> **What needs to be done**
Write out every single entry exactly.
_____
use crate::settings::{StoreBackend, StoreSettings};
use crate::storage::{MemoryStore, RedbStore, Store};
use crate::AppError;
use log::info;
use std::path::Path;
use std::sync::Arc;

/// Builds the store described by `settings`.
pub fn open_store(settings: &StoreSettings) -> Result<Arc<dyn Store>, AppError> {
    match settings.backend {
        StoreBackend::Memory => {
            info!("Using in-memory store");
            Ok(Arc::new(MemoryStore::new()))
        }
        StoreBackend::Redb => Ok(Arc::new(RedbStore::open(Path::new(&settings.db_path), settings.db_cache_size_mb)?)),
    }
}
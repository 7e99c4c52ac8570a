use crate::database::Model;
use crate::field::{ListField, ReadOp, Reply, ScalarField, SetField, SortedSetField};
use crate::model::{FieldDef, FieldKind, PkKind};
use crate::storage::Store;
use crate::{keys, AppError};
use log::debug;
use std::sync::Mutex;

struct PkState {
    pk: Option<String>,
    /// Set once this handle has seen its identifier in the class collection.
    registered: bool,
    /// Set when this handle added the identifier to the collection itself.
    registered_here: bool,
    deleted: bool,
}

/// One model instance: an identifier, assigned lazily, plus one read cache per field.
pub struct Instance {
    model: Model,
    state: Mutex<PkState>,
    caches: Vec<Mutex<Option<(ReadOp, Reply)>>>,
}

impl Clone for Instance {
    /// Same identifier, empty caches.
    fn clone(&self) -> Self {
        let (pk, registered, deleted) = match self.state.lock() {
            Ok(s) => (s.pk.clone(), s.registered, s.deleted),
            Err(poisoned) => {
                let s = poisoned.into_inner();
                (s.pk.clone(), s.registered, s.deleted)
            }
        };
        let mut copy = Self::build(self.model.clone(), pk, registered);
        if let Ok(state) = copy.state.get_mut() {
            state.deleted = deleted;
        }
        copy
    }
}

impl Instance {
    fn build(model: Model, pk: Option<String>, registered: bool) -> Self {
        let caches = model.def().fields().iter().map(|_| Mutex::new(None)).collect();
        Instance { model, state: Mutex::new(PkState { pk, registered, registered_here: false, deleted: false }), caches }
    }

    pub(crate) fn fresh(model: Model, pk: Option<String>) -> Self {
        Self::build(model, pk, false)
    }

    pub(crate) fn existing(model: Model, pk: String) -> Self {
        Self::build(model, Some(pk), true)
    }

    pub fn model(&self) -> &Model {
        &self.model
    }

    pub(crate) fn store(&self) -> &dyn Store {
        self.model.store()
    }

    /// The identifier, `None` until the first write of an auto-incremented instance.
    pub fn pk(&self) -> Result<Option<String>, AppError> {
        Ok(self.state.lock()?.pk.clone())
    }

    pub(crate) fn registered_here(&self) -> Result<bool, AppError> {
        Ok(self.state.lock()?.registered_here)
    }

    /// The identifier to write under, allocating it when needed. Does not register it.
    pub(crate) fn pk_for_write(&self) -> Result<String, AppError> {
        let mut state = self.state.lock()?;
        if state.deleted {
            return Err(AppError::DoesNotExist {
                model: self.model.def().name().to_string(),
                pk: state.pk.clone().unwrap_or_default(),
            });
        }
        match &state.pk {
            Some(pk) => Ok(pk.clone()),
            None => match self.model.def().pk_kind() {
                PkKind::Auto => {
                    let pk = self.model.registry().allocate()?;
                    debug!("Allocated {} pk {}", self.model.class(), pk);
                    state.pk = Some(pk.clone());
                    Ok(pk)
                }
                PkKind::Custom => Err(AppError::Implementation(format!("{} has no primary key set", self.model.def().name()))),
            },
        }
    }

    /// Adds the identifier to the class collection once. A caller-supplied identifier that is
    /// already registered by someone else is a uniqueness conflict.
    pub(crate) fn ensure_registered(&self) -> Result<(), AppError> {
        let pk = self.pk_for_write()?;
        let mut state = self.state.lock()?;
        if state.registered {
            return Ok(());
        }
        if !self.model.registry().register(&pk)? && *self.model.def().pk_kind() == PkKind::Custom {
            return Err(AppError::Uniqueness(format!("A {} with pk {} already exists", self.model.def().name(), pk)));
        }
        state.registered = true;
        state.registered_here = true;
        Ok(())
    }

    pub(crate) fn cache(&self, index: usize) -> &Mutex<Option<(ReadOp, Reply)>> {
        &self.caches[index]
    }

    fn field(&self, name: &str, accepts: impl Fn(FieldKind) -> bool) -> Result<(usize, &FieldDef), AppError> {
        let def = self.model.def();
        let index = def
            .field_index(name)
            .ok_or_else(|| AppError::Implementation(format!("{} has no field {}", def.name(), name)))?;
        let field = &def.fields()[index];
        if !accepts(field.kind) {
            return Err(AppError::Implementation(format!("Field {} of {} is a {:?} field", name, def.name(), field.kind)));
        }
        Ok((index, field))
    }

    /// Either a string or a hash field.
    pub fn scalar(&self, name: &str) -> Result<ScalarField<'_>, AppError> {
        let (index, def) = self.field(name, |k| k.is_simple())?;
        Ok(ScalarField::new(self, index, def))
    }

    pub fn string(&self, name: &str) -> Result<ScalarField<'_>, AppError> {
        let (index, def) = self.field(name, |k| k == FieldKind::String)?;
        Ok(ScalarField::new(self, index, def))
    }

    pub fn hash(&self, name: &str) -> Result<ScalarField<'_>, AppError> {
        let (index, def) = self.field(name, |k| k == FieldKind::Hash)?;
        Ok(ScalarField::new(self, index, def))
    }

    pub fn set(&self, name: &str) -> Result<SetField<'_>, AppError> {
        let (index, def) = self.field(name, |k| k == FieldKind::Set)?;
        Ok(SetField::new(self, index, def))
    }

    pub fn list(&self, name: &str) -> Result<ListField<'_>, AppError> {
        let (index, def) = self.field(name, |k| k == FieldKind::List)?;
        Ok(ListField::new(self, index, def))
    }

    pub fn sorted_set(&self, name: &str) -> Result<SortedSetField<'_>, AppError> {
        let (index, def) = self.field(name, |k| k == FieldKind::SortedSet)?;
        Ok(SortedSetField::new(self, index, def))
    }

    /// Removes every index entry, field key and the collection membership of the instance.
    ///
    /// Only a handle that registered its identifier or was loaded as an existing instance owns
    /// the stored data. On any other handle, such as a fresh one whose custom pk belongs to
    /// someone else, this does nothing.
    pub fn delete(&self) -> Result<(), AppError> {
        let owned = {
            let state = self.state.lock()?;
            state.pk.clone().filter(|_| state.registered)
        };
        let Some(pk) = owned else { return Ok(()) };
        let def = self.model.def();
        let class = def.class();
        let store = self.store();
        for field in def.indexable_fields() {
            let current = match field.kind {
                FieldKind::Hash => store.hget(&keys::hash_key(class, &pk), &field.name)?,
                _ => store.get(&keys::instance_key(class, &pk, &field.name))?,
            };
            if let Some(value) = current {
                self.model.indexes().deindex(field, &pk, &value)?;
            }
        }
        let mut doomed: Vec<String> = def
            .fields()
            .iter()
            .filter(|f| f.kind != FieldKind::Hash)
            .map(|f| keys::instance_key(class, &pk, &f.name))
            .collect();
        doomed.push(keys::hash_key(class, &pk));
        let doomed_refs: Vec<&str> = doomed.iter().map(String::as_str).collect();
        store.delete(&doomed_refs)?;
        self.model.registry().unregister(&pk)?;
        for cache in &self.caches {
            *cache.lock()? = None;
        }
        let mut state = self.state.lock()?;
        state.registered = false;
        state.deleted = true;
        debug!("Deleted {} {}", class, pk);
        Ok(())
    }
}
_____
> **Answer for this exercise**
use crate::settings::{StoreBackend, StoreSettings};
use crate::storage::{MemoryStore, RedbStore, Store};
use crate::AppError;
use log::info;
use std::path::Path;
use std::sync::Arc;

/// Builds the store described by `settings`.
pub fn open_store(settings: &StoreSettings) -> Result<Arc<dyn Store>, AppError> {
    match settings.backend {
        StoreBackend::Memory => {
            info!("Using in-memory store");
            Ok(Arc::new(MemoryStore::new()))
        }
        StoreBackend::Redb => Ok(Arc::new(RedbStore::open(Path::new(&settings.db_path), settings.db_cache_size_mb)?)),
    }
}
repository 7e99c4c52ac8570a
use crate::database::Model;
use crate::field::{ListField, ReadOp, Reply, ScalarField, SetField, SortedSetField};
use crate::model::{FieldDef, FieldKind, PkKind};
use crate::storage::Store;
use crate::{keys, AppError};
use log::debug;
use std::sync::Mutex;

struct PkState {
    pk: Option<String>,
    /// Set once this handle has seen its identifier in the class collection.
    registered: bool,
    /// Set when this handle added the identifier to the collection itself.
    registered_here: bool,
    deleted: bool,
}

/// One model instance: an identifier, assigned lazily, plus one read cache per field.
pub struct Instance {
    model: Model,
    state: Mutex<PkState>,
    caches: Vec<Mutex<Option<(ReadOp, Reply)>>>,
}

impl Clone for Instance {
    /// Same identifier, empty caches.
    fn clone(&self) -> Self {
        let (pk, registered, deleted) = match self.state.lock() {
            Ok(s) => (s.pk.clone(), s.registered, s.deleted),
            Err(poisoned) => {
                let s = poisoned.into_inner();
                (s.pk.clone(), s.registered, s.deleted)
            }
        };
        let mut copy = Self::build(self.model.clone(), pk, registered);
        if let Ok(state) = copy.state.get_mut() {
            state.deleted = deleted;
        }
        copy
    }
}

impl Instance {
    fn build(model: Model, pk: Option<String>, registered: bool) -> Self {
        let caches = model.def().fields().iter().map(|_| Mutex::new(None)).collect();
        Instance { model, state: Mutex::new(PkState { pk, registered, registered_here: false, deleted: false }), caches }
    }

    pub(crate) fn fresh(model: Model, pk: Option<String>) -> Self {
        Self::build(model, pk, false)
    }

    pub(crate) fn existing(model: Model, pk: String) -> Self {
        Self::build(model, Some(pk), true)
    }

    pub fn model(&self) -> &Model {
        &self.model
    }

    pub(crate) fn store(&self) -> &dyn Store {
        self.model.store()
    }

    /// The identifier, `None` until the first write of an auto-incremented instance.
    pub fn pk(&self) -> Result<Option<String>, AppError> {
        Ok(self.state.lock()?.pk.clone())
    }

    pub(crate) fn registered_here(&self) -> Result<bool, AppError> {
        Ok(self.state.lock()?.registered_here)
    }

    /// The identifier to write under, allocating it when needed. Does not register it.
    pub(crate) fn pk_for_write(&self) -> Result<String, AppError> {
        let mut state = self.state.lock()?;
        if state.deleted {
            return Err(AppError::DoesNotExist {
                model: self.model.def().name().to_string(),
                pk: state.pk.clone().unwrap_or_default(),
            });
        }
        match &state.pk {
            Some(pk) => Ok(pk.clone()),
            None => match self.model.def().pk_kind() {
                PkKind::Auto => {
                    let pk = self.model.registry().allocate()?;
                    debug!("Allocated {} pk {}", self.model.class(), pk);
                    state.pk = Some(pk.clone());
                    Ok(pk)
                }
                PkKind::Custom => Err(AppError::Implementation(format!("{} has no primary key set", self.model.def().name()))),
            },
        }
    }

    /// Adds the identifier to the class collection once. A caller-supplied identifier that is
    /// already registered by someone else is a uniqueness conflict.
    pub(crate) fn ensure_registered(&self) -> Result<(), AppError> {
        let pk = self.pk_for_write()?;
        let mut state = self.state.lock()?;
        if state.registered {
            return Ok(());
        }
        if !self.model.registry().register(&pk)? && *self.model.def().pk_kind() == PkKind::Custom {
            return Err(AppError::Uniqueness(format!("A {} with pk {} already exists", self.model.def().name(), pk)));
        }
        state.registered = true;
        state.registered_here = true;
        Ok(())
    }

    pub(crate) fn cache(&self, index: usize) -> &Mutex<Option<(ReadOp, Reply)>> {
        &self.caches[index]
    }

    fn field(&self, name: &str, accepts: impl Fn(FieldKind) -> bool) -> Result<(usize, &FieldDef), AppError> {
        let def = self.model.def();
        let index = def
            .field_index(name)
            .ok_or_else(|| AppError::Implementation(format!("{} has no field {}", def.name(), name)))?;
        let field = &def.fields()[index];
        if !accepts(field.kind) {
            return Err(AppError::Implementation(format!("Field {} of {} is a {:?} field", name, def.name(), field.kind)));
        }
        Ok((index, field))
    }

    /// Either a string or a hash field.
    pub fn scalar(&self, name: &str) -> Result<ScalarField<'_>, AppError> {
        let (index, def) = self.field(name, |k| k.is_simple())?;
        Ok(ScalarField::new(self, index, def))
    }

    pub fn string(&self, name: &str) -> Result<ScalarField<'_>, AppError> {
        let (index, def) = self.field(name, |k| k == FieldKind::String)?;
        Ok(ScalarField::new(self, index, def))
    }

    pub fn hash(&self, name: &str) -> Result<ScalarField<'_>, AppError> {
        let (index, def) = self.field(name, |k| k == FieldKind::Hash)?;
        Ok(ScalarField::new(self, index, def))
    }

    pub fn set(&self, name: &str) -> Result<SetField<'_>, AppError> {
        let (index, def) = self.field(name, |k| k == FieldKind::Set)?;
        Ok(SetField::new(self, index, def))
    }

    pub fn list(&self, name: &str) -> Result<ListField<'_>, AppError> {
        let (index, def) = self.field(name, |k| k == FieldKind::List)?;
        Ok(ListField::new(self, index, def))
    }

    pub fn sorted_set(&self, name: &str) -> Result<SortedSetField<'_>, AppError> {
        let (index, def) = self.field(name, |k| k == FieldKind::SortedSet)?;
        Ok(SortedSetField::new(self, index, def))
    }

    /// Removes every index entry, field key and the collection membership of the instance.
    ///
    /// Only a handle that registered its identifier or was loaded as an existing instance owns
    /// the stored data. On any other handle, such as a fresh one whose custom pk belongs to
    /// someone else, this does nothing.
    pub fn delete(&self) -> Result<(), AppError> {
        let owned = {
            let state = self.state.lock()?;
            state.pk.clone().filter(|_| state.registered)
        };
        let Some(pk) = owned else { return Ok(()) };
        let def = self.model.def();
        let class = def.class();
        let store = self.store();
        for field in def.indexable_fields() {
            let current = match field.kind {
                FieldKind::Hash => store.hget(&keys::hash_key(class, &pk), &field.name)?,
                _ => store.get(&keys::instance_key(class, &pk, &field.name))?,
            };
            if let Some(value) = current {
                self.model.indexes().deindex(field, &pk, &value)?;
            }
        }
        let mut doomed: Vec<String> = def
            .fields()
            .iter()
            .filter(|f| f.kind != FieldKind::Hash)
            .map(|f| keys::instance_key(class, &pk, &f.name))
            .collect();
        doomed.push(keys::hash_key(class, &pk));
        let doomed_refs: Vec<&str> = doomed.iter().map(String::as_str).collect();
        store.delete(&doomed_refs)?;
        self.model.registry().unregister(&pk)?;
        for cache in &self.caches {
            *cache.lock()? = None;
        }
        let mut state = self.state.lock()?;
        state.registered = false;
        state.deleted = true;
        debug!("Deleted {} {}", class, pk);
        Ok(())
    }
}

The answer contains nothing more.